Catfish swimming into trade debate

Given his long history with Vietnam, Sen. John McCain (R-Ariz.) has been beating the drum against the catfish rule for years. The Navy veteran and former POW is now partnered with Sens. Jeanne Shaheen (D-N.H.) and Johnny Isakson (R-Ga.), two allies of the seafood industry. And Isakson used his position on the Senate Finance Committee to win assurances last month that an amendment will be allowed as part of the floor debate on the pending trade promotion authority bill.

“I am confident that this will be addressed on the Senate floor,” Finance Chairman Orrin Hatch (R-Utah) told Isakson in the April markup.

Hatch made good on the promise under an agreement reached Monday night, allowing the catfish amendment to be called up on the trade bill. What lies ahead is still uncertain, but the air is already thick with righteous rhetoric from pro-business editorial pages. And taking no chances, catfish’s Southern allies are calling in chits from commodity groups and threatening appropriations projects for those who stand against them.

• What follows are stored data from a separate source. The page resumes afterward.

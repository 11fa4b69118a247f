use std::io;

use colored::*;
use portscout_common::config::{Config, ScanConfig};
use portscout_common::{fatal, success, warn};
use portscout_core::scanner::{self, ScanResult};
use tokio::task::JoinHandle;
use tokio_util::sync::CancellationToken;
use tracing::{Instrument, debug};

use crate::EXIT_INTERRUPTED;
use crate::commands::CommandLine;
use crate::mprint;
use crate::terminal::format::{self, PortRow};
use crate::terminal::progress::ScanProgress;
use crate::terminal::{colors, print};

pub async fn scan(commands: &CommandLine, cfg: &Config) -> anyhow::Result<()> {
    let scan_cfg: ScanConfig = commands.scan_config()?;

    print::header("starting scanner", cfg.quiet);
    print_parameters(&scan_cfg, cfg);

    let cancel: CancellationToken = CancellationToken::new();
    let interrupt: JoinHandle<()> = listen_for_interrupt(cancel.clone());

    let progress: ScanProgress = ScanProgress::new(scan_cfg.range.port_count(), cfg.quiet);
    let outcome = scanner::perform_scan(&scan_cfg, &progress, &cancel)
        .instrument(progress.span())
        .await;

    drop(progress);
    interrupt.abort();

    let result: ScanResult = outcome?;
    report(&scan_cfg, &result, cfg);
    Ok(())
}

/// Cancels the scan on Ctrl-C and exits at once on a second one, which
/// matters while a blocking DNS lookup keeps the runtime alive.
fn listen_for_interrupt(cancel: CancellationToken) -> JoinHandle<()> {
    tokio::spawn(async move {
        if handle_interrupts(tokio::signal::ctrl_c, &cancel).await {
            fatal!("Interrupted again, exiting without waiting for the scan to wind down");
            crate::exit_now(EXIT_INTERRUPTED);
        }
    })
}

/// Returns `true` when a second interrupt arrives after the scan was cancelled.
async fn handle_interrupts<F, Fut>(mut next_interrupt: F, cancel: &CancellationToken) -> bool
where
    F: FnMut() -> Fut,
    Fut: Future<Output = io::Result<()>>,
{
    if next_interrupt().await.is_err() {
        return false;
    }
    debug!("interrupt received");
    cancel.cancel();

    next_interrupt().await.is_ok()
}

fn print_parameters(scan_cfg: &ScanConfig, cfg: &Config) {
    if cfg.quiet > 0 {
        return;
    }

    print::aligned_line("Target", scan_cfg.target.to_string());
    print::aligned_line(
        "Ports",
        format!("{} ({} total)", scan_cfg.range, scan_cfg.range.port_count()),
    );
    print::aligned_line("Concurrency", scan_cfg.concurrency.to_string());
    print::aligned_line("Timeout", format!("{}ms", scan_cfg.timeout.as_millis()));
}

fn report(scan_cfg: &ScanConfig, result: &ScanResult, cfg: &Config) {
    if result.is_empty() {
        no_ports_found(scan_cfg, cfg);
    } else {
        print::header(&format!("open ports on {}", scan_cfg.target), cfg.quiet);
        let rows: Vec<PortRow> = format::port_rows(&result.open_ports);
        print::port_table(&rows, cfg.quiet);
    }

    report_failures(result, cfg);
    print_summary(scan_cfg, result, cfg);
}

fn no_ports_found(scan_cfg: &ScanConfig, cfg: &Config) {
    print::header("zero open ports", cfg.quiet);
    print::no_results(cfg.quiet);
    if cfg.quiet < 2 {
        warn!("No open ports found on {}", scan_cfg.target);
    }
}

fn report_failures(result: &ScanResult, cfg: &Config) {
    if result.failures.is_empty() || cfg.quiet >= 2 {
        return;
    }

    let count: usize = result.failures.len();
    warn!(
        "{count} {} could not be probed; run with RUST_LOG=debug for details",
        format::plural(count, "port", "ports")
    );

    for failure in &result.failures {
        debug!("port {}: {}", failure.port, failure.reason);
    }
}

fn print_summary(scan_cfg: &ScanConfig, result: &ScanResult, cfg: &Config) {
    let count: usize = result.open_ports.len();
    let open_ports: ColoredString = format!(
        "{count} open {}",
        format::plural(count, "port", "ports")
    )
    .bold()
    .green();
    let total_time: ColoredString = format::seconds(result.elapsed).bold().yellow();
    let output: String = format!(
        "Scan Complete: {open_ports} on {} in {total_time}",
        result.address
    )
    .color(colors::TEXT_DEFAULT)
    .to_string();

    match cfg.quiet {
        0 => {
            print::fat_separator();
            print::centerln(&output);
            print::end_of_program();
        }
        1 => {
            mprint!();
            success!("{}", output);
        }
        _ => {}
    }

    debug!(
        "{} of {} ports probed on {}",
        result.probed,
        scan_cfg.range.port_count(),
        scan_cfg.target
    );
}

The increased bullying appears driven by staff serving Sen. Thad Cochran (R-Miss.), a powerhouse on the Agriculture and Appropriations committees and the chief author of the catfish program. At 77, Cochran himself is the very image of the gentle, small-town Southern lawyer, but his aides have clearly felt free to put pressure on commodity groups and Isakson to fall in line.

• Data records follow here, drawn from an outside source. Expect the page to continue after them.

//! # Scan Target Model
//!
//! The host a scan is pointed at. A target is either:
//! * An IP address literal (e.g., `192.168.1.5`, `::1`, `[fe80::1]`).
//! * A hostname that still has to be resolved (e.g., `scanme.example.org`).
//!
//! Resolution is not done here; the scanner resolves a target exactly once
//! before the first probe.

use std::fmt;
use std::net::IpAddr;
use std::str::FromStr;

const MAX_HOSTNAME_LEN: usize = 253;
const MAX_LABEL_LEN: usize = 63;

#[derive(Clone, Debug, PartialEq, Eq, Hash)]
pub enum Target {
    /// Already an address, nothing to resolve.
    Addr { addr: IpAddr },
    /// A name that needs a lookup.
    Hostname { name: String },
}

impl Target {
    /// The address, when the target was given as a literal.
    pub fn addr(&self) -> Option<IpAddr> {
        match self {
            Target::Addr { addr } => Some(*addr),
            Target::Hostname { .. } => None,
        }
    }

    /// The host part as it should be handed to a resolver.
    pub fn host(&self) -> String {
        match self {
            Target::Addr { addr } => addr.to_string(),
            Target::Hostname { name } => name.clone(),
        }
    }
}

impl From<IpAddr> for Target {
    fn from(addr: IpAddr) -> Self {
        Target::Addr { addr }
    }
}

impl fmt::Display for Target {
    fn fmt(&self, f: &mut fmt::Formatter<'_>) -> fmt::Result {
        match self {
            Target::Addr { addr } => write!(f, "{addr}"),
            Target::Hostname { name } => write!(f, "{name}"),
        }
    }
}

impl FromStr for Target {
    type Err = String;

    /// Parses a string into a `Target`.
    ///
    /// Supported formats:
    /// * **Address**: IPv4 or IPv6 literal, IPv6 optionally in brackets.
    /// * **Hostname**: dot separated labels of letters, digits, `-` and `_`,
    ///   with an optional trailing dot.
    ///
    /// Anything carrying a port (`host:80`) is rejected; ports come from the
    /// range flags.
    fn from_str(s: &str) -> Result<Self, Self::Err> {
        let s = s.trim();

        if s.is_empty() {
            return Err("target cannot be empty".to_string());
        }

        if let Some(target) = parse_addr(s) {
            return Ok(target);
        }

        parse_hostname(s)
    }
}

fn parse_addr(s: &str) -> Option<Target> {
    let unbracketed = s
        .strip_prefix('[')
        .and_then(|rest| rest.strip_suffix(']'))
        .unwrap_or(s);

    unbracketed.parse::<IpAddr>().ok().map(Target::from)
}

fn parse_hostname(s: &str) -> Result<Target, String> {
    if s.contains('%') {
        return Err(format!(
            "invalid target '{s}': zone-scoped IPv6 addresses are not supported"
        ));
    }
    if s.contains(':') {
        return Err(format!(
            "invalid target '{s}': not a valid IPv6 address, and hostnames cannot \
             contain ':' (ports are given with --port-start/--port-end)"
        ));
    }

    let name = s.strip_suffix('.').unwrap_or(s);

    if name.len() > MAX_HOSTNAME_LEN {
        return Err(format!("invalid target '{s}': hostname is too long"));
    }

    for label in name.split('.') {
        validate_label(label).map_err(|reason| format!("invalid target '{s}': {reason}"))?;
    }

    Ok(Target::Hostname {
        name: name.to_ascii_lowercase(),
    })
}

fn validate_label(label: &str) -> Result<(), &'static str> {
    if label.is_empty() {
        return Err("empty hostname label");
    }
    if label.len() > MAX_LABEL_LEN {
        return Err("hostname label is longer than 63 characters");
    }
    if label.starts_with('-') || label.ends_with('-') {
        return Err("hostname label cannot start or end with '-'");
    }
    if !label
        .chars()
        .all(|c| c.is_ascii_alphanumeric() || c == '-' || c == '_')
    {
        return Err("hostname contains invalid characters");
    }
    Ok(())
}

// ╔════════════════════════════════════════════╗
// ║ ████████╗███████╗███████╗████████╗███████╗ ║
// ║ ╚══██╔══╝██╔════╝██╔════╝╚══██╔══╝██╔════╝ ║
// ║    ██║   █████╗  ███████╗   ██║   ███████╗ ║
// ║    ██║   ██╔══╝  ╚════██║   ██║   ╚════██║ ║
// ║    ██║   ███████╗███████║   ██║   ███████║ ║
// ║    ╚═╝   ╚══════╝╚══════╝   ╚═╝   ╚══════╝ ║
// ╚════════════════════════════════════════════╝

The war of nerves began last month when a cooking tin of fried catfish was delivered by Cochran’s staff to Isakson’s office within days of the Finance markup on the trade bill. This was followed by not-so-subtle hints that future appropriations for projects important to Georgia’s ports and a major poultry research facility in the state could be affected down the road.

Cochran’s new chief of staff, Keith Heard, a veteran lobbyist on commodity issues, weighed in directly to press typically pro-trade agriculture groups to sign onto a May 4 letter opposing any amendment on the trade bill. “It was done under duress,” said one close observer. “Keith Heard put the hammer down.”